» **Assignment**
Please restate the lines shown below exactly, every one of them.

Information provided Start Marker

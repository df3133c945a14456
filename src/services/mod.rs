pub mod sink;
pub mod watchlist;

pub use sink::{dispatch, EventSink, HttpEventSink};
pub use watchlist::{HttpWatchlistSource, WatchlistSource};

Information provided End Marker

» **Task answer**
repository df3133c945a14456
filename src/services/mod.rs
pub mod sink;
pub mod watchlist;

pub use sink::{dispatch, EventSink, HttpEventSink};
pub use watchlist::{HttpWatchlistSource, WatchlistSource};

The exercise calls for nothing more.